11 Décembre. Article de Yan Gauchard dans le monde : »Bruxelles a choisi la ville de l’Ouest comme sa  » capitale verte  » 2013, malgré le conflit lié à Notre-Dame-des-Landes »

Tiré du supplément Développement durable du Monde sur « La ville, clé de la survie de la planète », cet article détaille les politiques menées par l’agglomération lorsque Ronan Dantec était encore vice-président de Nantes Métropole à l’environnement et qui ont permis cette distinction.

Nantes, correspondant

On aurait pu croire à une plaisanterie, mais il n’en est rien. Jeudi 29 novembre, les édiles socialistes de Nantes ont gagné le théâtre du Vaudeville, à Bruxelles, pour recevoir le prix consacrant leur ville  » capitale verte de l’Europe 2013 « . Aucun élu écologiste n’était du voyage, pour cause de crise aiguë autour du projet du nouvel aéroport de Notre-Dame-des-Landes.  » C’était compliqué d’apparaître main dans la main avec les socialistes pour chercher ce prix, tant la tension était extrême sur le terrain « , admet Ronan Dantec, sénateur EE-LV de Loire-Atlantique, opposé à l’aéroport.

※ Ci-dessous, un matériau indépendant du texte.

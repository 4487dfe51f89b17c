use std::{
    any::{Any, TypeId},
    fmt,
    sync::Arc,
};

/// Boxed error returned by user supplied constructors, factories and hooks
pub type DynError = Box<dyn std::error::Error + Send + Sync>;

/// Beans are shared between threads once the container is built
/// So anything injectable needs to be Send + Sync + 'static
pub trait Injectable: Send + Sync + 'static {}
impl<T: Send + Sync + 'static> Injectable for T {}

/// Type Name and Type Id
#[derive(Debug, Clone, Copy, Hash, PartialEq, Eq)]
pub struct TypeInfo {
    pub type_name: &'static str,
    pub type_id: TypeId,
}
impl fmt::Display for TypeInfo {
    fn fmt(&self, f: &mut fmt::Formatter<'_>) -> fmt::Result {
        f.write_str(self.type_name)
    }
}
impl TypeInfo {
    pub fn of<T: 'static + ?Sized>() -> TypeInfo {
        TypeInfo {
            type_name: std::any::type_name::<T>(),
            type_id: TypeId::of::<T>(),
        }
    }
}

/// Identity of a bean: its type plus an optional qualifier.
///
/// The same key is used to reference a dependency. A reference without a
/// qualifier matches any definition of the type (see
/// [`BeanDefinitionRegistry::lookup`](crate::registry::BeanDefinitionRegistry::lookup)).
#[derive(Debug, Clone, Hash, PartialEq, Eq)]
pub struct BeanKey {
    pub type_info: TypeInfo,
    pub qualifier: Option<String>,
}
impl BeanKey {
    pub fn of<T: 'static + ?Sized>() -> Self {
        Self {
            type_info: TypeInfo::of::<T>(),
            qualifier: None,
        }
    }

    pub fn qualified<T: 'static + ?Sized>(qualifier: impl Into<String>) -> Self {
        Self {
            type_info: TypeInfo::of::<T>(),
            qualifier: Some(qualifier.into()),
        }
    }

    pub fn new(type_info: TypeInfo, qualifier: Option<&str>) -> Self {
        Self {
            type_info,
            qualifier: qualifier.map(str::to_owned),
        }
    }

    pub fn qualifier(&self) -> Option<&str> {
        self.qualifier.as_deref()
    }
}
impl fmt::Display for BeanKey {
    fn fmt(&self, f: &mut fmt::Formatter<'_>) -> fmt::Result {
        match &self.qualifier {
            Some(qualifier) => write!(f, "{}[{}]", self.type_info, qualifier),
            None => write!(f, "{}", self.type_info),
        }
    }
}

/// A constructed bean, type erased
#[derive(Clone)]
pub struct Instance {
    pub info: TypeInfo,
    pub instance: Arc<dyn Any + Send + Sync + 'static>,
}
impl fmt::Debug for Instance {
    fn fmt(&self, f: &mut fmt::Formatter<'_>) -> fmt::Result {
        f.debug_tuple("Instance").field(&self.info.type_name).finish()
    }
}

impl Instance {
    pub fn new<ExistingInstance: Injectable>(instance: ExistingInstance) -> Self {
        Self::from_arc(Arc::new(instance))
    }

    pub fn from_arc<T: Injectable>(instance: Arc<T>) -> Self {
        Instance {
            info: TypeInfo::of::<T>(),
            instance,
        }
    }

    pub fn downcast<T: Injectable>(&self) -> Result<Arc<T>, &'static str> {
        match Arc::downcast::<T>(self.instance.clone()) {
            Ok(downcasted) => Ok(downcasted),
            Err(_) => Err(self.info.type_name),
        }
    }

    pub fn downcast_ref<T: Injectable>(&self) -> Result<&T, &'static str> {
        self.instance
            .downcast_ref::<T>()
            .ok_or(self.info.type_name)
    }

    /// Both handles point at the same allocation
    pub fn ptr_eq(&self, other: &Instance) -> bool {
        Arc::ptr_eq(&self.instance, &other.instance)
    }
}
//! Cradle Config provides a registry of configs that can be injected in the rest of the
//! application.
//!
//! Configs are plain values. Once installed into a [`Container`](cradle_di::Container)
//! they are singleton beans, a bean declares a config as a dependency like any other.
//!
//! # Examples
//!
//! ```rust
//! use std::sync::Arc;
//!
//! use cradle_config::provider::ConfigProvider;
//! use cradle_di::{BeanDefinition, Container};
//!
//! struct AppConfig {
//!     host: String,
//!     port: u16,
//! }
//!
//! struct Server {
//!     config: Arc<AppConfig>,
//! }
//!
//! let mut provider = ConfigProvider::initialize();
//! provider
//!     .add_config(AppConfig {
//!         host: "localhost".to_string(),
//!         port: 8080,
//!     })
//!     .unwrap();
//!
//! let mut container = Container::new();
//! provider.install(&mut container).unwrap();
//! container
//!     .register(
//!         BeanDefinition::constructor(|args| Ok(Server { config: args.next()? }))
//!             .depends_on::<AppConfig>(),
//!     )
//!     .unwrap();
//! container.build().unwrap();
//!
//! let server = container.get::<Server>().unwrap();
//! assert_eq!(server.config.port, 8080);
//! assert_eq!(server.config.host, "localhost");
//! ```

pub mod errors;
pub mod provider;
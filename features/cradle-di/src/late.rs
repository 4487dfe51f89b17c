use std::{any::type_name, fmt, ops::Deref, sync::Arc, sync::OnceLock};

use crate::types::Injectable;

/// Late bound dependency, written by the container after the owning bean was allocated.
///
/// Used for setter and field injection. Field injection writes the slot directly,
/// setters usually forward to [`Late::set`].
///
/// ### Panics
///
/// Dereferencing before the dependency was wired panics.
/// Inside the container this only happens if a constructor, or a bean taking part in the
/// same cycle, reads the slot while the cycle is still being wired.
pub struct Late<T: Injectable> {
    once: OnceLock<Arc<T>>,
}

/// The slot was already filled
#[derive(thiserror::Error, Debug, Clone)]
#[error("Late dependency '{0}' was already wired")]
pub struct AlreadyWired(pub &'static str);

impl<T: Injectable> Late<T> {
    pub const fn new() -> Self {
        Self {
            once: OnceLock::new(),
        }
    }

    /// Accesses the late dependency
    ///
    /// # Panics
    /// - When accessed before the dependency was wired
    pub fn get(&self) -> &Arc<T> {
        match self.once.get() {
            Some(value) => value,
            None => panic!(
                "Late dependency '{}' accessed before it was wired",
                type_name::<T>()
            ),
        }
    }

    /// Try to access the late dependency
    pub fn try_get(&self) -> Option<&Arc<T>> {
        self.once.get()
    }

    pub fn is_wired(&self) -> bool {
        self.once.get().is_some()
    }

    /// Wire the dependency, a slot can only be written once
    pub fn set(&self, value: Arc<T>) -> Result<(), AlreadyWired> {
        self.once
            .set(value)
            .map_err(|_| AlreadyWired(type_name::<T>()))
    }
}

impl<T: Injectable> Default for Late<T> {
    fn default() -> Self {
        Self::new()
    }
}

impl<T: Injectable> Deref for Late<T> {
    type Target = Arc<T>;

    fn deref(&self) -> &Self::Target {
        self.get()
    }
}

// Never print the target: late slots are how cycles are closed
impl<T: Injectable> fmt::Debug for Late<T> {
    fn fmt(&self, f: &mut fmt::Formatter<'_>) -> fmt::Result {
        let state = if self.is_wired() { "wired" } else { "unwired" };
        f.debug_tuple("Late")
            .field(&type_name::<T>())
            .field(&state)
            .finish()
    }
}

Confortée par ce titre européen, la majorité socialiste imagine que l’Union européenne adoube la future infrastructure ou en tout cas ne la juge pas antinomique avec la notion de développement durable.  » L’équation écologique tranche en faveur d’un nouvel aéroport, égrène Gilles Retière (PS), qui préside la communauté urbaine de Nantes Métropole depuis la nomination de Jean-Marc Ayrault à Matignon. Certes, on va détruire des zones humides et des espaces boisés pour réaliser ce transfert d’équipement mais en contrepartie, on va réutiliser des parcelles situées sur le site de l’actuel aéroport et de nombreux hectares aujourd’hui inutilisables, car trop exposés au bruit. In fine, le projet permettra de lutter contre l’étalement urbain. « 

Les élus écologistes s’insurgent d’une telle  » instrumentalisation  » et soulignent que dans son attendu explicitant son palmarès, l’Union européenne se garde de se prononcer sur la pertinence d’une nouvelle plate-forme.

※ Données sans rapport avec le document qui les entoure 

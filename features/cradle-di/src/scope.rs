//! Bean scopes and the singleton cache.
//!
//! - [`Scope::Singleton`]: one instance per container, created at most once
//! - [`Scope::Prototype`]: a new instance on every request, never cached
//!
//! The [`ScopeManager`] owns every singleton from the moment it is committed until
//! shutdown. Construction is serialised per construction group (see
//! [`InstantiationPlan`](crate::sorter::InstantiationPlan)): the first caller builds while
//! holding the group lock, everybody else waits and then reads the cache.

use std::{fmt, sync::OnceLock};

use parking_lot::{Mutex, MutexGuard, RwLock};

use crate::{errors::InstantiationError, registry::BeanId, sorter::GroupId, types::Instance};

/// Defines the lifetime of a bean within the container.
#[derive(Debug, Clone, Copy, PartialEq, Eq, Hash, Default)]
pub enum Scope {
    /// One instance shared by every consumer, lives until shutdown
    #[default]
    Singleton,
    /// A new instance on every request, owned by the caller
    Prototype,
}
impl Scope {
    pub fn is_singleton(&self) -> bool {
        matches!(self, Scope::Singleton)
    }
}
impl fmt::Display for Scope {
    fn fmt(&self, f: &mut fmt::Formatter<'_>) -> fmt::Result {
        match self {
            Scope::Singleton => write!(f, "singleton"),
            Scope::Prototype => write!(f, "prototype"),
        }
    }
}

pub struct ScopeManager {
    /// Committed singletons, indexed by [`BeanId`]
    slots: Vec<RwLock<Option<Instance>>>,
    /// Definitions whose construction failed, for any scope
    failures: Vec<OnceLock<InstantiationError>>,
    /// One lock per construction group
    groups: Vec<Mutex<()>>,
    /// Commit order of singletons
    created: Mutex<Vec<BeanId>>,
}

impl ScopeManager {
    pub(crate) fn new(bean_count: usize, group_count: usize) -> Self {
        Self {
            slots: (0..bean_count).map(|_| RwLock::new(None)).collect(),
            failures: (0..bean_count).map(|_| OnceLock::new()).collect(),
            groups: (0..group_count).map(|_| Mutex::new(())).collect(),
            created: Mutex::new(Vec::new()),
        }
    }

    /// The committed singleton, if it exists
    pub fn cached(&self, id: BeanId) -> Option<Instance> {
        self.slots.get(id.index())?.read().clone()
    }

    /// The error which poisoned the definition
    pub fn failure(&self, id: BeanId) -> Option<&InstantiationError> {
        self.failures.get(id.index())?.get()
    }

    /// Marks a definition as failed, returns the error that is now stored
    ///
    /// The first error wins, later calls return it unchanged.
    pub(crate) fn poison(&self, id: BeanId, error: InstantiationError) -> InstantiationError {
        let Some(slot) = self.failures.get(id.index()) else {
            return error;
        };
        if slot.set(error.clone()).is_ok() {
            tracing::error!("Bean '{}' is poisoned: {}", error.bean, error);
        }
        slot.get().cloned().unwrap_or(error)
    }

    /// Serialises construction within a group
    pub(crate) fn lock_group(&self, group: GroupId) -> Option<MutexGuard<'_, ()>> {
        self.groups.get(group.index()).map(|lock| lock.lock())
    }

    /// Publishes a fully wired singleton
    pub(crate) fn commit(&self, id: BeanId, instance: Instance) {
        let Some(slot) = self.slots.get(id.index()) else {
            return;
        };
        *slot.write() = Some(instance);
        self.created.lock().push(id);
    }

    /// Singletons in the order they were committed
    pub fn creation_order(&self) -> Vec<BeanId> {
        self.created.lock().clone()
    }

    /// Empties the cache, returning singletons in reverse creation order
    pub(crate) fn take_for_teardown(&self) -> Vec<(BeanId, Instance)> {
        let created = std::mem::take(&mut *self.created.lock());
        created
            .into_iter()
            .rev()
            .filter_map(|id| {
                let instance = self.slots.get(id.index())?.write().take()?;
                Some((id, instance))
            })
            .collect()
    }
}

#[cfg(test)]
mod tests {
    use std::sync::Arc;

    use super::*;
    use crate::{errors::Stage, types::BeanKey};

    fn failure(message: &str) -> InstantiationError {
        InstantiationError {
            bean: BeanKey::of::<u8>(),
            stage: Stage::Constructor,
            error: Arc::new(message.to_string().into()),
        }
    }

    #[test]
    fn first_poison_wins() {
        let scopes = ScopeManager::new(1, 1);
        let id = BeanId::new(0);

        scopes.poison(id, failure("first"));
        let stored = scopes.poison(id, failure("second"));

        assert_eq!(stored.error.to_string(), "first");
        assert_eq!(scopes.failure(id).unwrap().error.to_string(), "first");
    }

    #[test]
    fn teardown_reverses_commit_order() {
        let scopes = ScopeManager::new(3, 3);
        scopes.commit(BeanId::new(2), Instance::new(2_u8));
        scopes.commit(BeanId::new(0), Instance::new(0_u8));
        scopes.commit(BeanId::new(1), Instance::new(1_u8));

        let order: Vec<_> = scopes
            .take_for_teardown()
            .into_iter()
            .map(|(id, _)| id.index())
            .collect();

        assert_eq!(order, vec![1, 0, 2]);
        assert!(scopes.cached(BeanId::new(0)).is_none());
        assert!(scopes.creation_order().is_empty());
    }
}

Si la métropole a été distinguée parmi dix-sept candidats, c’est en récompense de ses  » bonnes pratiques environnementales « , notamment en matière de transport, de préservation des espaces naturels ou de consommation d’eau, énumère le commissaire européen à l’environnement, Janez Potocnik. La sixième ville de France succède ainsi à Stockholm, champion inaugural de la compétition en 2010, qui s’est engagé à renoncer à toute énergie fossile d’ici à 2050, Hambourg et la cité espagnole de Vitoria-Gasteiz.

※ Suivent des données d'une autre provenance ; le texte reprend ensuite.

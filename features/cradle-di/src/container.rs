use std::{any::type_name, fmt, sync::Arc};

use parking_lot::RwLock;

use crate::{
    config::ContainerConfig,
    definition::BeanDefinition,
    dependency_graph::DependencyGraph,
    errors::{
        BuildError, DestroyFailure, IllegalStateError, RegistrationError, ResolutionError,
        ShutdownError,
    },
    instantiator::Instantiator,
    registry::{BeanDefinitionRegistry, BeanId},
    resolution::Resolver,
    scope::{Scope, ScopeManager},
    sorter::{self, InstantiationPlan},
    types::{BeanKey, Injectable, Instance, TypeInfo},
};

/// State of a [`Container`]
#[derive(Debug, Clone, Copy, PartialEq, Eq)]
pub enum Lifecycle {
    /// Accepting registrations
    Unbuilt,
    /// Serving beans
    Built,
    ShutDown,
}

/// Everything fixed by [`Container::build`]
struct Runtime {
    graph: DependencyGraph,
    plan: InstantiationPlan,
    scopes: ScopeManager,
}

/// Container owning every bean definition and singleton
///
/// Definitions are registered on an unbuilt container, [`Container::build`] then validates
/// the whole graph at once. Afterwards the container is read only and can be shared
/// between threads.
pub struct Container {
    config: ContainerConfig,
    registry: BeanDefinitionRegistry,
    runtime: Option<Runtime>,
    lifecycle: RwLock<Lifecycle>,
}

impl Default for Container {
    fn default() -> Self {
        Self::new()
    }
}

impl Container {
    pub fn new() -> Self {
        Self::with_config(ContainerConfig::default())
    }

    pub fn with_config(config: ContainerConfig) -> Self {
        Self {
            config,
            registry: BeanDefinitionRegistry::new(),
            runtime: None,
            lifecycle: RwLock::new(Lifecycle::Unbuilt),
        }
    }

    pub fn config(&self) -> &ContainerConfig {
        &self.config
    }

    pub fn lifecycle(&self) -> Lifecycle {
        *self.lifecycle.read()
    }

    pub fn registry(&self) -> &BeanDefinitionRegistry {
        &self.registry
    }

    /// The dependency graph, once built
    pub fn graph(&self) -> Option<&DependencyGraph> {
        self.runtime.as_ref().map(|runtime| &runtime.graph)
    }

    /// The instantiation plan, once built
    pub fn plan(&self) -> Option<&InstantiationPlan> {
        self.runtime.as_ref().map(|runtime| &runtime.plan)
    }

    pub fn register(
        &mut self,
        definition: impl Into<BeanDefinition>,
    ) -> Result<BeanId, RegistrationError> {
        let state = *self.lifecycle.get_mut();
        if state != Lifecycle::Unbuilt {
            return Err(IllegalStateError {
                operation: "register",
                state,
            }
            .into());
        }
        Ok(self.registry.register(definition.into())?)
    }

    pub fn register_all(
        &mut self,
        definitions: impl IntoIterator<Item = BeanDefinition>,
    ) -> Result<Vec<BeanId>, RegistrationError> {
        definitions
            .into_iter()
            .map(|definition| self.register(definition))
            .collect()
    }

    /// Validates the definitions and computes the instantiation plan
    ///
    /// Eager singletons are created here, if one fails everything created so far is
    /// destroyed and the container is shut down.
    pub fn build(&mut self) -> Result<(), BuildError> {
        let state = *self.lifecycle.get_mut();
        if state != Lifecycle::Unbuilt {
            return Err(IllegalStateError {
                operation: "build",
                state,
            }
            .into());
        }

        let graph = DependencyGraph::build(&self.registry)?;
        let plan = sorter::plan(&graph, self.config.allow_circular_references)?;
        let scopes = ScopeManager::new(graph.len(), plan.group_count());
        let runtime = Runtime {
            graph,
            plan,
            scopes,
        };

        if let Err(error) = self.create_eager(&runtime) {
            tracing::warn!(
                "Container '{}' failed to create eager singletons, rolling back - error: {}",
                self.config.name,
                error
            );
            for failure in teardown(&self.registry, &runtime.scopes) {
                tracing::warn!("{}", failure);
            }
            *self.lifecycle.get_mut() = Lifecycle::ShutDown;
            return Err(error.into());
        }

        tracing::info!(
            "Container '{}' built with {} beans, {} circular reference(s) broken",
            self.config.name,
            runtime.graph.len(),
            runtime.plan.broken_edges().len()
        );
        self.runtime = Some(runtime);
        *self.lifecycle.get_mut() = Lifecycle::Built;
        Ok(())
    }

    fn create_eager(&self, runtime: &Runtime) -> Result<(), ResolutionError> {
        let mut resolver = Resolver::new(
            &self.registry,
            &runtime.graph,
            &runtime.plan,
            &runtime.scopes,
        );
        for &id in runtime.plan.order() {
            let definition = self.registry.definition(id);
            let eager = definition.is_eager() || self.config.eager_singletons;
            if eager && definition.scope() == Scope::Singleton {
                resolver.resolve(id)?;
            }
        }
        Ok(())
    }

    /// Returns the bean of type `T`
    ///
    /// Singletons are the same instance on every call, prototypes a fresh one.
    pub fn get<T: Injectable>(&self) -> Result<Arc<T>, ResolutionError> {
        self.resolve::<T>(None)
    }

    pub fn get_qualified<T: Injectable>(&self, qualifier: &str) -> Result<Arc<T>, ResolutionError> {
        self.resolve::<T>(Some(qualifier))
    }

    pub fn resolve<T: Injectable>(
        &self,
        qualifier: Option<&str>,
    ) -> Result<Arc<T>, ResolutionError> {
        let key = BeanKey::new(TypeInfo::of::<T>(), qualifier);
        // Recursive so hooks and factories may request beans themselves
        let lifecycle = self.lifecycle.read_recursive();
        let runtime = self.runtime(*lifecycle, "get")?;

        let id = self.registry.lookup(&key)?;
        downcast(self.instance(runtime, id)?)
    }

    /// Every bean of type `T`, qualified or not, in registration order
    pub fn get_all<T: Injectable>(&self) -> Result<Vec<Arc<T>>, ResolutionError> {
        let lifecycle = self.lifecycle.read_recursive();
        let runtime = self.runtime(*lifecycle, "get_all")?;

        self.registry
            .candidates(TypeInfo::of::<T>())
            .iter()
            .map(|id| downcast(self.instance(runtime, *id)?))
            .collect()
    }

    /// Whether a request for `T` would find a definition
    pub fn contains<T: Injectable>(&self, qualifier: Option<&str>) -> bool {
        let key = BeanKey::new(TypeInfo::of::<T>(), qualifier);
        self.registry.lookup(&key).is_ok()
    }

    fn runtime(
        &self,
        state: Lifecycle,
        operation: &'static str,
    ) -> Result<&Runtime, IllegalStateError> {
        match (&self.runtime, state) {
            (Some(runtime), Lifecycle::Built) => Ok(runtime),
            _ => Err(IllegalStateError { operation, state }),
        }
    }

    fn instance(&self, runtime: &Runtime, id: BeanId) -> Result<Instance, ResolutionError> {
        Resolver::new(
            &self.registry,
            &runtime.graph,
            &runtime.plan,
            &runtime.scopes,
        )
        .resolve(id)
    }

    /// Runs destroy hooks in reverse creation order and releases every singleton
    ///
    /// All hooks run, even if some fail. Waits for requests that are in progress.
    pub fn shutdown(&self) -> Result<(), ShutdownError> {
        {
            let mut lifecycle = self.lifecycle.write();
            if *lifecycle == Lifecycle::ShutDown {
                return Err(IllegalStateError {
                    operation: "shutdown",
                    state: *lifecycle,
                }
                .into());
            }
            *lifecycle = Lifecycle::ShutDown;
        }

        let failures = match &self.runtime {
            Some(runtime) => teardown(&self.registry, &runtime.scopes),
            None => Vec::new(),
        };

        tracing::info!(
            "Container '{}' shut down with {} failed destroy hook(s)",
            self.config.name,
            failures.len()
        );
        if failures.is_empty() {
            Ok(())
        } else {
            Err(ShutdownError::DestroyFailed(failures))
        }
    }
}

fn downcast<T: Injectable>(instance: Instance) -> Result<Arc<T>, ResolutionError> {
    instance
        .downcast()
        .map_err(|actual_type| ResolutionError::DowncastFailed {
            required_type: type_name::<T>(),
            actual_type,
        })
}

fn teardown(registry: &BeanDefinitionRegistry, scopes: &ScopeManager) -> Vec<DestroyFailure> {
    let mut failures = Vec::new();
    for (id, instance) in scopes.take_for_teardown() {
        let definition = registry.definition(id);
        if let Err(error) = Instantiator::destroy(definition, &instance) {
            tracing::warn!(
                "Destroy hook of '{}' failed - error: {}",
                definition.key(),
                error
            );
            failures.push(DestroyFailure {
                bean: definition.key().clone(),
                error: Arc::new(error),
            });
        }
    }
    failures
}

impl fmt::Debug for Container {
    fn fmt(&self, f: &mut fmt::Formatter<'_>) -> fmt::Result {
        let mut map = f.debug_struct("Container");
        map.field("name", &self.config.name);
        map.field("lifecycle", &self.lifecycle());
        for (id, definition) in self.registry.iter() {
            let state = match &self.runtime {
                None => "registered",
                Some(runtime) if runtime.scopes.failure(id).is_some() => "failed",
                Some(runtime) if runtime.scopes.cached(id).is_some() => "created",
                Some(_) if definition.scope() == Scope::Prototype => "prototype",
                Some(_) => "pending",
            };
            map.field(definition.key().type_info.type_name, &state);
        }
        map.finish()
    }
}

 » Tous les habitants de Nantes vivent dans un rayon de 300 mètres autour d’une zone verte « , salue le jury qui a plébiscité la candidature de la cité des Ducs de Bretagne. Près de 15 % de la population utilisent les transports publics quotidiennement. Les experts ont aussi mis en avant quatre sites classés Natura 2000 et  » 33 zones naturelles d’intérêt floral, faunistique ou écologique « . Près de 60 % de la superficie terrestre du territoire sont  » consacrés à l’agriculture ou à des espaces verts « .

La métropole se colore aussi volontiers de bleu, avec 250 km de cours d’eau. Coup de génie, unanimement loué : la protection du site de la Petite-Amazonie, vaste étendue de 19 hectares au pied du quartier Malakoff, qui comporte un grand nombre de logements sociaux.  » La question de la biodiversité ne doit pas être cantonnée aux coins préférés des bobos « , estime Patrick Rimbert, qui a succédé à Jean-Marc Ayrault à la mairie de Nantes.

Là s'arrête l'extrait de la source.